◆ Exercise prompt:
Copy out each line from the material where the word "EaseOut" is found.

◆ Data shown:
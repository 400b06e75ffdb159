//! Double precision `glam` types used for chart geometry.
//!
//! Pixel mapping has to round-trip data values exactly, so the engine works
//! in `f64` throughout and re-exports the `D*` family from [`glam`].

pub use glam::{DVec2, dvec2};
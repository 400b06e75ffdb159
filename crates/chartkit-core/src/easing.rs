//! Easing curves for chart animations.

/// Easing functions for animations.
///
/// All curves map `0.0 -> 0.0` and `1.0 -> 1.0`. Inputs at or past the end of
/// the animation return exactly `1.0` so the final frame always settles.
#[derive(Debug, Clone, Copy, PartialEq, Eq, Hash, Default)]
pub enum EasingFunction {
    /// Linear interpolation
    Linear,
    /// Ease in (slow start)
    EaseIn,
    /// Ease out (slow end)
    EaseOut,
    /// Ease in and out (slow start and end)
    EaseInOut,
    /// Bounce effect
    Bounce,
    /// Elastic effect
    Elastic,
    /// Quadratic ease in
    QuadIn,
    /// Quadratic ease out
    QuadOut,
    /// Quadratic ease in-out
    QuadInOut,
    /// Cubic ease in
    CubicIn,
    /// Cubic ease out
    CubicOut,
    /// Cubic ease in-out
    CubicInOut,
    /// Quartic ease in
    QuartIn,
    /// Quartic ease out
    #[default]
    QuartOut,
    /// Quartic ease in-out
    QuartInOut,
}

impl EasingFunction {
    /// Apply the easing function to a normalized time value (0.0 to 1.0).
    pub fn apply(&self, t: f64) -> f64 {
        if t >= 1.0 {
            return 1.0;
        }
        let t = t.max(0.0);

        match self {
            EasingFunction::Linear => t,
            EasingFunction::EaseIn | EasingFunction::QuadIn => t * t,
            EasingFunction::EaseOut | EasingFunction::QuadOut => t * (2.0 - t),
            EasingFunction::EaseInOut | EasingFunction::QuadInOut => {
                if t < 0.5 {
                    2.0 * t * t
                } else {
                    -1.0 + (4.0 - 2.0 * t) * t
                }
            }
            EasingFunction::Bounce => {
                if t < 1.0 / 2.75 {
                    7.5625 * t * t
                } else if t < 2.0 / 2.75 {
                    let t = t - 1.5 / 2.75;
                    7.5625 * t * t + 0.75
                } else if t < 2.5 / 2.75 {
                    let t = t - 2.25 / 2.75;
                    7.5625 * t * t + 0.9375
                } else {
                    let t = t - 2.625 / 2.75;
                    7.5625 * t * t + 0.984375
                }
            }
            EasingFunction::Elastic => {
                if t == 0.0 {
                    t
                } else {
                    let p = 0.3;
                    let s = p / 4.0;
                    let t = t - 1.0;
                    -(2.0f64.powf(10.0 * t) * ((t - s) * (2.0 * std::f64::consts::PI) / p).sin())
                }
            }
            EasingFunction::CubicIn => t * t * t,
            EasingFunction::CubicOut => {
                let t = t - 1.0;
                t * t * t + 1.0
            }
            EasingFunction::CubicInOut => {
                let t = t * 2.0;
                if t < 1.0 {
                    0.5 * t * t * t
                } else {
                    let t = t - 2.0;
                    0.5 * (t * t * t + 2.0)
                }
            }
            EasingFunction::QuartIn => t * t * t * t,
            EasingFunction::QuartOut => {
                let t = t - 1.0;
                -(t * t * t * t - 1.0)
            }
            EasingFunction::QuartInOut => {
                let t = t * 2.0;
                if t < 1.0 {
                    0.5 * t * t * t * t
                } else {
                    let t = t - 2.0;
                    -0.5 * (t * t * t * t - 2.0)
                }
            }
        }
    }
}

* * *

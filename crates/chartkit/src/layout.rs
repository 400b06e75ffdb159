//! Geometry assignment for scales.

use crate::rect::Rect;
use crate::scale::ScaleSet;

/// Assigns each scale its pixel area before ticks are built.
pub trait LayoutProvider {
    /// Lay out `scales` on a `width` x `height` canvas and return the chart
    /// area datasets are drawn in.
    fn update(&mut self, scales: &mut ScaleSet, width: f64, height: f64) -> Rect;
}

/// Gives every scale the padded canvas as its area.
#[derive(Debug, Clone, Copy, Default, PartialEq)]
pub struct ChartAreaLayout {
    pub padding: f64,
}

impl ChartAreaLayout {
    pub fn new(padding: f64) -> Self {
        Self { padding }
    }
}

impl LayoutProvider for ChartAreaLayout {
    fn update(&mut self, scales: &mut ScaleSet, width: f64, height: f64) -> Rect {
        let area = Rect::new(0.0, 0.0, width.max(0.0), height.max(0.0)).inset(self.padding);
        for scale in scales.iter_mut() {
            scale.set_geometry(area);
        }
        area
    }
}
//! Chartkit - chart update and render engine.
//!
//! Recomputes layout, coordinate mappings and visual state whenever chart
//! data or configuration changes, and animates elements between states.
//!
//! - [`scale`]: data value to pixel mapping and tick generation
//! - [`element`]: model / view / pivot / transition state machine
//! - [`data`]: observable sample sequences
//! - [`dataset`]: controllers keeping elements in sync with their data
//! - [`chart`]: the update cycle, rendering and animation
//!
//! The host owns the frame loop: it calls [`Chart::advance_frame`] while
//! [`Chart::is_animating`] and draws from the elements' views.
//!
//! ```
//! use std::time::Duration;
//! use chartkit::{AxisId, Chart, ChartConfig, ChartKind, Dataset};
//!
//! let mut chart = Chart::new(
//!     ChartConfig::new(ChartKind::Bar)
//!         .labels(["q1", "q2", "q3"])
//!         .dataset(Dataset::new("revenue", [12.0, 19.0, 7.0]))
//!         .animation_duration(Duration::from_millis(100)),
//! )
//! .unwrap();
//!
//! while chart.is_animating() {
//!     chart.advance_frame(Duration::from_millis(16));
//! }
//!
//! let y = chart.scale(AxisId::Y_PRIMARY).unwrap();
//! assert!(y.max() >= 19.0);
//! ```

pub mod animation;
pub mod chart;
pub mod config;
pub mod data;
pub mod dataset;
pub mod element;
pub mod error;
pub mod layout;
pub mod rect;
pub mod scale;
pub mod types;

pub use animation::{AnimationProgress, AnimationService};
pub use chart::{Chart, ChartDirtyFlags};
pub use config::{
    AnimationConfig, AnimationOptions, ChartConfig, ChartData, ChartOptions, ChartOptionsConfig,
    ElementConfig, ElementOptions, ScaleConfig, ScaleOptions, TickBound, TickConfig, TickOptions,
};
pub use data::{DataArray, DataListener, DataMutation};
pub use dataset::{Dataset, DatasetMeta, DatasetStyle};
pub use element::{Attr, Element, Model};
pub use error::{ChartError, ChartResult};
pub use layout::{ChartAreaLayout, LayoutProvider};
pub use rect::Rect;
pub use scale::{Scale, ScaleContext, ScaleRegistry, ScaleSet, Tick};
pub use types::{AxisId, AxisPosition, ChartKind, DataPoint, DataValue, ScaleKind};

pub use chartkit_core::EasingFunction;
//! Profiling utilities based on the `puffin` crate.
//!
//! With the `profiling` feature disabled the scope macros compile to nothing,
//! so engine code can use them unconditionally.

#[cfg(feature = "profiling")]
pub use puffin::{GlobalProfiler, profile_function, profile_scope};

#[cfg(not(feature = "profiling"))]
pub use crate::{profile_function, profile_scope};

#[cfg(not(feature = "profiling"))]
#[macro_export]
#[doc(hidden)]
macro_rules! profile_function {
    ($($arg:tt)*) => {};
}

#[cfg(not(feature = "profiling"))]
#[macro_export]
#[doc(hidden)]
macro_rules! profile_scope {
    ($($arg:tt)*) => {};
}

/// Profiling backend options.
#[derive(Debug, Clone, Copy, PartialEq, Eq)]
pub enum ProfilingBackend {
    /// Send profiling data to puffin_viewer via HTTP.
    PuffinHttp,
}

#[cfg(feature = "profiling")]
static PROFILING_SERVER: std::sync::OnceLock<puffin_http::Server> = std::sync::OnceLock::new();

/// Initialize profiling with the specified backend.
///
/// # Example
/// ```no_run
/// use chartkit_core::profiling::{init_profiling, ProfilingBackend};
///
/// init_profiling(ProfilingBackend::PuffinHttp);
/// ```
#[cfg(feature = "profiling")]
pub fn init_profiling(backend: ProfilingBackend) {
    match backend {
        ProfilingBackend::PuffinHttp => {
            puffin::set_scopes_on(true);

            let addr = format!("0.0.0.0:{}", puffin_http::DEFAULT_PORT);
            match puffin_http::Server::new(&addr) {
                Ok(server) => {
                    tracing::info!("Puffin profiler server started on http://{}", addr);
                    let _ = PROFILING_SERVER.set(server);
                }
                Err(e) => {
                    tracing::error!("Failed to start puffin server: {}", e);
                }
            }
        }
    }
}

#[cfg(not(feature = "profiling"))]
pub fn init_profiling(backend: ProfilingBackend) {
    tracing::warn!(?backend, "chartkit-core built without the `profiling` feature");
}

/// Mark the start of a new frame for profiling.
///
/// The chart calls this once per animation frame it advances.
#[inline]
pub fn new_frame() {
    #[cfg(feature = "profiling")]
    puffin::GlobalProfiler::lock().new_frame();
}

◆ Response below:
    EaseOut,
            EasingFunction::EaseOut | EasingFunction::QuadOut => t * (2.0 - t),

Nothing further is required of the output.